“Fuck!” she heard Ginny swear.
 
 Alle’s attention flashed towards her, but the threat was closer to hand. Not one, but two of her brothers standing between her and her ride out of here. Spook stiffened beside her. She could feel the hammer of his heart through his body, and the clenching of his every muscle. She sought his hand and held it fast.
 
 Christ, not now. Why now? He’d barely been out in the world for months. It wasn’t fair that his first venture off Liddell Island put him straight into the path of the last people he’d want to see.
 
 “What the fuck do you want, Marshall? Did I not make it plain enough earlier that I want nothing to do with you? With either of you.”
 
 Marshall closed the gap between them, but she noted Flynn hung back, his whole demeanour cagey.
 
 “Maybe don’t do this now, Marsh,” he pleaded.
 
 Spook’s grip had turned clammy.
 
 “Yeah, Marsh,” Alle echoed, loathe to agree with Flynn given all that he had done, but totally on board with the notion. “Why don’t you listen to him and piss off.”
 
 “The man’s a fraud, Alle. He’s a filthy pervert.” He spat at Spook’s feet.
 
 Alle jerked Spook behind her, her heart bleeding for him. “Is that so? And on whose authority is that? Yours? You don’t know a fucking thing, Marshall Hutton. Not a goddamned thing, and if you’re about to spout more gobshite that bitch told you, save it. We all know Siv Gyllensköld’s a fucking liar.”
 
 “Princess, Siv might have lied about the consent, but the events still took place.” Marshall never had been good at accepting he was wrong. “It all still happened. He broke her bones—”
 
 “Her finger.”
 
 “I didn’t break it. I dislocated it,” Spook muttered.
 
 “He pissed on her—”
 
 “She pissed on him.
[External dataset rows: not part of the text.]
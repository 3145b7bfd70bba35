// cc-glm - Routing proxy between Claude Code and two upstream message APIs
//
// The proxy sits on loopback in front of the Anthropic API and a GLM-family
// endpoint that claims wire compatibility but diverges on thinking blocks.
// Each request is routed on its `model` field; authentication and
// thinking-block shapes are rewritten per upstream so either side accepts
// the other's conversations.
//
// Architecture:
// - Proxy server (axum): routes requests, rewrites headers/bodies, relays
// - Sanitizer: normalizes thinking blocks and repairs message structure
// - Signature store: bounded LRU distinguishing anthropic-origin blocks
// - Lifecycle: one detached server per host:port, lock-dir singleton
// - Logging (tracing): JSON lines into the state directory

pub mod cli;
pub mod config;
pub mod lifecycle;
pub mod logging;
pub mod proxy;
pub mod routing;
pub mod sanitize;
pub mod signatures;
pub mod startup;
pub mod transform;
That’s not illegal.”
 
 “Left welts that lasted for days.”
 
 “Yes. Yes, I did,” Spook raised his head as he spoke this time. He moved so that he was no longer behind Alle, his head held high. “You’re right, I did. More than once. And you know what, she begged me to do it, and never ever fucking wanted me to stop. But I did, every time. And I took care of her. Not that what happened between her and me when I was barely more than a child has anything to do with you. You weren’t there. You think you know everything, but you know nothing. No one does, no one else lived it, and therefore no one gets to judge.”
 
 “You’re dating my sister, cretin.”
 
 “That’s right, Marsh, he is. And you know what, I’m a grown woman, so I can make that choice. You don’t get to have a say in the matter.”
 
 “You don’t think I should have a say in who you date or that I should care that the man you’re with is into all manner of toxic shit?”
 
 “No.” She shook her head. “Also, can we not pretend this has ever been about that? This has never been about you protecting me. It was only ever about you controlling the narrative, and milking a story to better your career. You sold me out, Marsh. You saw a scandal you could create, and you didn’t give a shit how that would affect me. The only thing that mattered was that you got your by-line. And now, now you’re sore because it all backfired and you proved yourself to be a complete hack.”
 
 “That’s not—”
 
 “At least Flynn genuinely believed he was protecting me,” she continued, cutting him off. “Sure, it was misguided, vicious, and dumb, but at least his concern was real.” She snapped her attention over to where Flynn continued to linger, swaying his weight uneasily from foot to foot. He was staying remarkably quiet. “No, you’re not forgiven,” she said to him. “You could have talked to me. You could have listened, instead of letting this idiot manipulate you into shattering a man’s skull.”
 
 Spook flinched.
 
 Flynn was burning through his freckles.
 
 “And you,” she turned her attention back to Marshall. “You’re the one who incited it, so you can wipe the dumb smirk off your face before I decide to go to the police with that fact.”
 
 “Alle.” Still holding her hand, Spook turned so that he was facing her, and rested his free hand against her upper arm. She wasn’t sure what he was trying to communicate, perhaps that these were waters he didn’t want to tread in, that the hurts were still too raw, and even standing here so exposed was too much. It made her rein in some of her temper, but not all of it. Much of this stuff, she’d been waiting to say for months. Some of it was old frustrations welling up. She was not brainwashed. She was no victim. She wasn’t thick. She was sick of being judged and found lacking because she liked having her arse reddened.
 
 “I wasn’t there,” Marshall snapped, still sneering at her like she was a toddler throwing a tantrum, and who he’d soon wrestle under control and take home for a nap.
 
 “You told me…” Flynn began, though his words dried up almost at once in response to Marshall’s vicious glare.
 
 “Don’t be a snitch, Flynn. What about Huttons sticking together?”